*Your task*
Quote the entries below from the line with "let embedding = self.embedder.embed(query_text).await?;" through the line with "p.similarity >= self.config.min_semantic_score)", both ends included, and only those lines.

•••

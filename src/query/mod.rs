use std::collections::{HashMap, HashSet};
use std::fmt;
use std::sync::Arc;
use std::time::Instant;

use chrono::Utc;
use serde::Serialize;
use tracing::{debug, warn};

use crate::article::Article;
use crate::catalog::EntityCatalog;
use crate::config::QueryConfig;
use crate::db::StructuredStore;
use crate::entity::{Entity, EntityExtractor};
use crate::error::PipelineError;
use crate::synthesis::{AnswerSynthesizer, SynthesizedAnswer};
use crate::vector::{EmbeddingProvider, VectorStore};

pub mod expansion;

pub use expansion::{expand, ExpandedContext};

// Module-level constants
pub const TARGET_QUERY: &str = "query";

/// Ranking weights from the single final scoring function.
const SEMANTIC_WEIGHT: f32 = 0.4;
const ENTITY_WEIGHT: f32 = 0.3;
const SECTOR_WEIGHT: f32 = 0.15;
const RECENCY_WEIGHT: f32 = 0.2;
/// Flat preference for cluster representatives, applied as a penalty on
/// duplicate-linked articles.
const DUPLICATE_PENALTY: f32 = 0.1;

/// Classified purely from which entity types were detected, first match
/// wins: company, then sector, then regulator, then theme.
#[derive(Debug, Clone, Copy, PartialEq, Eq, Serialize)]
#[serde(rename_all = "snake_case")]
pub enum QueryIntent {
    CompanyQuery,
    SectorQuery,
    RegulatorQuery,
    ThemeQuery,
}

impl fmt::Display for QueryIntent {
    fn fmt(&self, f: &mut fmt::Formatter<'_>) -> fmt::Result {
        match self {
            QueryIntent::CompanyQuery => write!(f, "company_query"),
            QueryIntent::SectorQuery => write!(f, "sector_query"),
            QueryIntent::RegulatorQuery => write!(f, "regulator_query"),
            QueryIntent::ThemeQuery => write!(f, "theme_query"),
        }
    }
}

#[derive(Debug, Clone, Serialize)]
pub struct QueryAnalysis {
    pub intent: QueryIntent,
    pub detected_entities: Vec<Entity>,
    pub sectors: Vec<String>,
    pub expanded_terms: Vec<String>,
}

/// Ephemeral, query-time only. The relevance score sums weighted terms and
/// is unbounded above; clamp for display only.
#[derive(Debug, Clone, Serialize)]
pub struct QueryResult {
    pub article: Article,
    pub relevance_score: f32,
    pub match_reason: String,
}

#[derive(Debug, Serialize)]
pub struct QueryResponse {
    pub analysis: QueryAnalysis,
    pub results: Vec<QueryResult>,
    pub total_count: usize,
    pub execution_time_ms: f64,
    /// Set when the vector store was unreachable and ranking ran without
    /// the semantic term.
    pub semantic_degraded: bool,
    #[serde(skip_serializing_if = "Option::is_none")]
    pub synthesized_answer: Option<SynthesizedAnswer>,
}

/// Multi-strategy retrieval over the same stores the pipeline writes:
/// semantic nearest-neighbor, exact entity filter, and expanded sector
/// filter, merged under one ranking function.
pub struct QueryEngine {
    embedder: Arc<dyn EmbeddingProvider>,
    vectors: Arc<dyn VectorStore>,
    store: Arc<dyn StructuredStore>,
    extractor: EntityExtractor,
    catalog: Arc<EntityCatalog>,
    config: QueryConfig,
    synthesizer: Option<AnswerSynthesizer>,
}

impl QueryEngine {
    pub fn new(
        embedder: Arc<dyn EmbeddingProvider>,
        vectors: Arc<dyn VectorStore>,
        store: Arc<dyn StructuredStore>,
        catalog: Arc<EntityCatalog>,
        config: QueryConfig,
    ) -> anyhow::Result<Self> {
        Ok(Self {
            embedder,
            vectors,
            store,
            extractor: EntityExtractor::new(Arc::clone(&catalog))?,
            catalog,
            config,
            synthesizer: None,
        })
    }

    pub fn with_synthesizer(mut self, synthesizer: AnswerSynthesizer) -> Self {
        self.synthesizer = Some(synthesizer);
        self
    }

    /// Execute a search. Always returns a result set — possibly empty or
    /// semantically degraded — rather than a hard error, except on
    /// malformed input.
    pub async fn search(
        &self,
        query_text: &str,
        limit: usize,
    ) -> Result<QueryResponse, PipelineError> {
        if query_text.trim().is_empty() {
            return Err(PipelineError::InvalidInput("query text is empty".into()));
        }
        let started = Instant::now();

        // 1. Entity detection with the same extractor as ingestion, so
        // query terms map to the same canonical values as stored articles.
        let detected = self.extractor.extract(query_text);

        // 2. Context expansion against the catalog.
        let context = expand(&detected, &self.catalog);

        // 3. Intent from detected entity types, in priority order.
        let intent = classify_intent(&detected);

        // 4a. Semantic nearest-neighbor search. An unreachable vector
        // store degrades to filter-only ranking rather than failing.
        let mut semantic_scores: HashMap<String, f32> = HashMap::new();
        let mut semantic_degraded = false;
        let top_n = (limit.max(5) * 2) as u64;
        match self.semantic_candidates(query_text, top_n).await {
            Ok(scores) => semantic_scores = scores,
            Err(e) => {
                warn!(
                    target: TARGET_QUERY,
                    error = %e,
                    "semantic search unavailable, degrading to filter-only"
                );
                semantic_degraded = true;
            }
        }

        // 4b. Exact filter search on detected entity values.
        let mut entity_hits: HashMap<String, Vec<String>> = HashMap::new();
        for entity in detected.companies.iter().chain(detected.regulators.iter()) {
            match self
                .store
                .query_by_entity(entity.entity_type, &entity.value)
                .await
            {
                Ok(ids) => {
                    for id in ids {
                        entity_hits.entry(id).or_default().push(entity.value.clone());
                    }
                }
                Err(e) => {
                    warn!(target: TARGET_QUERY, error = %e, value = %entity.value, "entity filter search failed");
                }
            }
        }

        // 4c. Filter search on the expanded sector set.
        let mut sector_hits: HashMap<String, Vec<String>> = HashMap::new();
        for sector in &context.sectors {
            match self.store.query_by_sector(sector).await {
                Ok(ids) => {
                    for id in ids {
                        sector_hits.entry(id).or_default().push(sector.clone());
                    }
                }
                Err(e) => {
                    warn!(target: TARGET_QUERY, error = %e, sector = %sector, "sector filter search failed");
                }
            }
        }

        // 5. Merge by article id and rank under the single final score.
        let mut candidate_ids: HashSet<String> = HashSet::new();
        candidate_ids.extend(semantic_scores.keys().cloned());
        candidate_ids.extend(entity_hits.keys().cloned());
        candidate_ids.extend(sector_hits.keys().cloned());

        let mut results: Vec<QueryResult> = Vec::new();
        for id in candidate_ids {
            let article = match self.store.get_article(&id).await {
                Ok(Some(article)) => article,
                Ok(None) => continue,
                Err(e) => {
                    warn!(target: TARGET_QUERY, error = %e, article_id = %id, "candidate hydration failed");
                    continue;
                }
            };

            let semantic = semantic_scores.get(&id).copied().unwrap_or(0.0);
            let entity_matches = entity_hits.get(&id);
            let sector_matches = sector_hits.get(&id);

            let days_since = (Utc::now() - article.published_at).num_days().max(0) as f32;
            let recency_bonus = (0.2 - 0.02 * days_since).max(0.0);
            let duplicate_penalty = if article.is_duplicate {
                DUPLICATE_PENALTY
            } else {
                0.0
            };

            let score = SEMANTIC_WEIGHT * semantic
                + ENTITY_WEIGHT * if entity_matches.is_some() { 1.0 } else { 0.0 }
                + SECTOR_WEIGHT * if sector_matches.is_some() { 1.0 } else { 0.0 }
                + RECENCY_WEIGHT * recency_bonus
                - duplicate_penalty;

            let mut reasons: Vec<String> = Vec::new();
            if semantic > 0.0 {
                reasons.push(format!("semantic similarity {semantic:.2}"));
            }
            if let Some(values) = entity_matches {
                reasons.push(format!("entity match: {}", values.join(", ")));
            }
            if let Some(sectors) = sector_matches {
                reasons.push(format!("sector match: {}", sectors.join(", ")));
            }
            if reasons.is_empty() {
                reasons.push("no strategy matched".to_string());
            }

            results.push(QueryResult {
                article,
                relevance_score: score,
                match_reason: reasons.join("; "),
            });
        }

        results.sort_by(|a, b| {
            b.relevance_score
                .partial_cmp(&a.relevance_score)
                .unwrap_or(std::cmp::Ordering::Equal)
                .then_with(|| b.article.published_at.cmp(&a.article.published_at))
        });
        results.truncate(limit);

        // 6. Optional answer synthesis over the top documents.
        let synthesized_answer = match &self.synthesizer {
            Some(synthesizer) if !results.is_empty() => {
                let top_docs: Vec<&Article> = results
                    .iter()
                    .take(self.config.synthesis_doc_count)
                    .map(|r| &r.article)
                    .collect();
                synthesizer.synthesize(query_text, &top_docs).await
            }
            _ => None,
        };

        let total_count = results.len();
        debug!(
            target: TARGET_QUERY,
            intent = %intent,
            results = total_count,
            semantic_degraded,
            "query complete"
        );

        Ok(QueryResponse {
            analysis: QueryAnalysis {
                intent,
                detected_entities: detected.into_entities(),
                sectors: context.sectors,
                expanded_terms: context.related_terms,
            },
            results,
            total_count,
            execution_time_ms: started.elapsed().as_secs_f64() * 1000.0,
            semantic_degraded,
            synthesized_answer,
        })
    }

    async fn semantic_candidates(
        &self,
        query_text: &str,
        top_n: u64,
    ) -> anyhow::Result<HashMap<String, f32>> {
        let embedding = self.embedder.embed(query_text).await?;
        let points = self.vectors.query_similar(&embedding, top_n, None).await?;
        Ok(points
            .into_iter()
            .filter(|p| p.similarity >= self.config.min_semantic_score)
            .map(|p| (p.article_id, p.similarity))
            .collect())
    }
}

fn classify_intent(detected: &crate::entity::EntityExtractionResult) -> QueryIntent {
    if !detected.companies.is_empty() {
        QueryIntent::CompanyQuery
    } else if !detected.sectors.is_empty() {
        QueryIntent::SectorQuery
    } else if !detected.regulators.is_empty() {
        QueryIntent::RegulatorQuery
    } else {
        QueryIntent::ThemeQuery
    }
}
#[cfg(test)]
mod tests {
    use super::*;
    use crate::article::{ImpactType, SentimentLabel};
    use crate::entity::EntityType;
    use crate::sentiment::LexiconModel;
    use crate::testing::{test_catalog, test_config, FakeEmbedder, MemoryStore, MemoryVectorStore};

    struct Harness {
        pipeline: Pipeline,
        vectors: Arc<MemoryVectorStore>,
        store: Arc<MemoryStore>,
    }

    fn harness() -> Harness {
        let vectors = Arc::new(MemoryVectorStore::new());
        let store = Arc::new(MemoryStore::new());
        let pipeline = Pipeline::new(
            Arc::new(FakeEmbedder::new()),
            Arc::clone(&vectors) as _,
            Arc::clone(&store) as _,
            Arc::new(LexiconModel::new()),
            test_catalog(),
            &test_config(),
        )
        .unwrap();
        Harness {
            pipeline,
            vectors,
            store,
        }
    }

    fn raw(title: &str, content: &str, source: &str) -> RawArticle {
        RawArticle {
            title: title.to_string(),
            content: content.to_string(),
            source: source.to_string(),
            url: None,
            published_at: Utc::now(),
        }
    }

    const HDFC_BODY: &str = "HDFC Bank posted a sharp rise in net profit for the quarter, \
         with margins holding steady across segments. Analysts expect the stock to open \
         higher after the strong numbers.";

    #[tokio::test]
    async fn scenario_a_direct_mention_bullish() {
        let h = harness();
        let outcome = h
            .pipeline
            .ingest(raw(
                "HDFC Bank reports record quarterly profit, shares seen higher",
                HDFC_BODY,
                "moneycontrol",
            ))
            .await
            .unwrap();

        let article_id = outcome.article_id().to_string();
        assert!(matches!(outcome, IngestOutcome::Stored { .. }));

        let article = h.store.get_article(&article_id).await.unwrap().unwrap();
        let companies: Vec<&str> = article
            .entities
            .iter()
            .filter(|e| e.entity_type == EntityType::Company)
            .map(|e| e.value.as_str())
            .collect();
        assert_eq!(companies, vec!["HDFC Bank"]);

        let direct: Vec<_> = article
            .stock_impacts
            .iter()
            .filter(|i| i.impact_type == ImpactType::Direct)
            .collect();
        assert_eq!(direct.len(), 1);
        assert_eq!(direct[0].stock_symbol, "HDFCBANK");
        assert_eq!(direct[0].confidence, 1.0);

        let sentiment = article.sentiment.unwrap();
        assert_eq!(sentiment.label, SentimentLabel::Bullish);
        assert!(sentiment.score > 0.0 && sentiment.score <= 1.0);
    }

    #[tokio::test]
    async fn scenario_b_near_identical_wording_is_duplicate() {
        let h = harness();
        let first = h
            .pipeline
            .ingest(raw(
                "HDFC Bank reports record quarterly profit, shares seen higher",
                HDFC_BODY,
                "moneycontrol",
            ))
            .await
            .unwrap();
        let first_id = first.article_id().to_string();

        let second = h
            .pipeline
            .ingest(raw(
                "HDFC Bank posts record profit, stock gains",
                HDFC_BODY,
                "economic_times",
            ))
            .await
            .unwrap();

        match second {
            IngestOutcome::Duplicate {
                cluster_id,
                similarity,
                article_id,
            } => {
                assert_eq!(cluster_id, first_id);
                assert!(similarity >= 0.70);
                // The duplicate record exists, linked but unenriched.
                let dup = h.store.get_article(&article_id).await.unwrap().unwrap();
                assert!(dup.is_duplicate);
                assert_eq!(dup.cluster_id.as_deref(), Some(first_id.as_str()));
                assert!(dup.entities.is_empty());
                assert!(dup.sentiment.is_none());
            }
            other => panic!("expected duplicate, got {other:?}"),
        }

        let cluster = h.store.get_cluster(&first_id).await.unwrap().unwrap();
        assert_eq!(cluster.member_count, 2);
        assert_eq!(cluster.representative_article_id, first_id);
    }

    #[tokio::test]
    async fn unrelated_articles_stay_unique() {
        let h = harness();
        h.pipeline
            .ingest(raw(
                "HDFC Bank reports record quarterly profit, shares seen higher",
                HDFC_BODY,
                "moneycontrol",
            ))
            .await
            .unwrap();

        let outcome = h
            .pipeline
            .ingest(raw(
                "TCS wins large software services deal in Europe",
                "TCS signed a multi-year software services agreement with a European \
                 retailer, expanding its digital transformation portfolio.",
                "livemint",
            ))
            .await
            .unwrap();
        assert!(matches!(outcome, IngestOutcome::Stored { .. }));
    }

    #[tokio::test]
    async fn scenario_d_regulator_only_article() {
        let h = harness();
        let outcome = h
            .pipeline
            .ingest(raw(
                "RBI raises repo rate by 25 basis points",
                "The Reserve Bank of India raised the policy repo rate by 25 basis points, \
                 citing persistent inflation pressure in its monetary policy review.",
                "business_standard",
            ))
            .await
            .unwrap();

        let article = h
            .store
            .get_article(outcome.article_id())
            .await
            .unwrap()
            .unwrap();
        assert!(!article
            .stock_impacts
            .iter()
            .any(|i| i.impact_type == ImpactType::Direct));
        let regulatory: Vec<_> = article
            .stock_impacts
            .iter()
            .filter(|i| i.impact_type == ImpactType::Regulatory)
            .collect();
        assert!(!regulatory.is_empty());
        for impact in regulatory {
            assert!(impact.confidence >= 0.3 && impact.confidence <= 0.7);
        }
    }

    #[tokio::test]
    async fn rejected_input_fails_closed_with_no_record() {
        let h = harness();
        let err = h
            .pipeline
            .ingest(raw("A headline", "too short", "x"))
            .await
            .unwrap_err();
        assert!(matches!(err, PipelineError::InvalidInput(_)));
        assert_eq!(h.store.article_count(), 0);
        assert_eq!(h.vectors.upsert_count(), 0);
    }

    #[tokio::test]
    async fn vector_outage_defers_article_without_partial_state() {
        let h = harness();
        h.vectors.set_failing(true);
        let err = h
            .pipeline
            .ingest(raw(
                "HDFC Bank reports record quarterly profit, shares seen higher",
                HDFC_BODY,
                "moneycontrol",
            ))
            .await
            .unwrap_err();
        assert!(err.is_retriable(), "deferred, not dropped: {err:?}");
        assert_eq!(
            h.store.article_count(),
            0,
            "fail-closed: nothing stored when dedup cannot run"
        );
    }

    #[tokio::test]
    async fn partial_storage_retries_only_failed_half() {
        let h = harness();
        // Let dedup succeed (vector store up), then fail the structured
        // half on first write attempt.
        h.store.set_failing(true);
        let err = h
            .pipeline
            .ingest(raw(
                "HDFC Bank reports record quarterly profit, shares seen higher",
                HDFC_BODY,
                "moneycontrol",
            ))
            .await
            .unwrap_err();
        // Retries exhausted with the structured store still down.
        assert!(matches!(err, PipelineError::PartialStorage { .. }));
        // The vector half landed exactly once despite the retries.
        assert_eq!(h.vectors.upsert_count(), 1);
    }

    #[tokio::test]
    async fn batch_counts_outcomes() {
        let h = harness();
        let stats = h
            .pipeline
            .ingest_batch(
                vec![
                    raw(
                        "HDFC Bank reports record quarterly profit, shares seen higher",
                        HDFC_BODY,
                        "moneycontrol",
                    ),
                    raw(
                        "HDFC Bank posts record profit, stock gains",
                        HDFC_BODY,
                        "economic_times",
                    ),
                    raw("Bad article", "too short", "x"),
                ],
                1,
            )
            .await;
        assert_eq!(stats.total, 3);
        assert_eq!(stats.stored, 1);
        assert_eq!(stats.duplicates, 1);
        assert_eq!(stats.rejected, 1);
        assert_eq!(stats.deferred, 0);
    }

    #[tokio::test]
    async fn concurrent_near_duplicates_serialize_through_bucket_lock() {
        let h = harness();
        let pipeline = Arc::new(h.pipeline);
        let a = {
            let pipeline = Arc::clone(&pipeline);
            tokio::spawn(async move {
                pipeline
                    .ingest(raw(
                        "HDFC Bank reports record quarterly profit, shares seen higher",
                        HDFC_BODY,
                        "moneycontrol",
                    ))
                    .await
            })
        };
        let b = {
            let pipeline = Arc::clone(&pipeline);
            tokio::spawn(async move {
                pipeline
                    .ingest(raw(
                        "HDFC Bank reports record quarterly profit, shares seen higher",
                        HDFC_BODY,
                        "mirror_feed",
                    ))
                    .await
            })
        };
        let (a, b) = (a.await.unwrap().unwrap(), b.await.unwrap().unwrap());
        let duplicates = [&a, &b]
            .iter()
            .filter(|o| matches!(o, IngestOutcome::Duplicate { .. }))
            .count();
        assert_eq!(
            duplicates, 1,
            "exactly one of two identical concurrent ingests links as duplicate"
        );
    }
}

•••

*Answer section*
        let embedding = self.embedder.embed(query_text).await?;
        let points = self.vectors.query_similar(&embedding, top_n, None).await?;
        Ok(points
            .into_iter()
            .filter(|p| p.similarity >= self.config.min_semantic_score)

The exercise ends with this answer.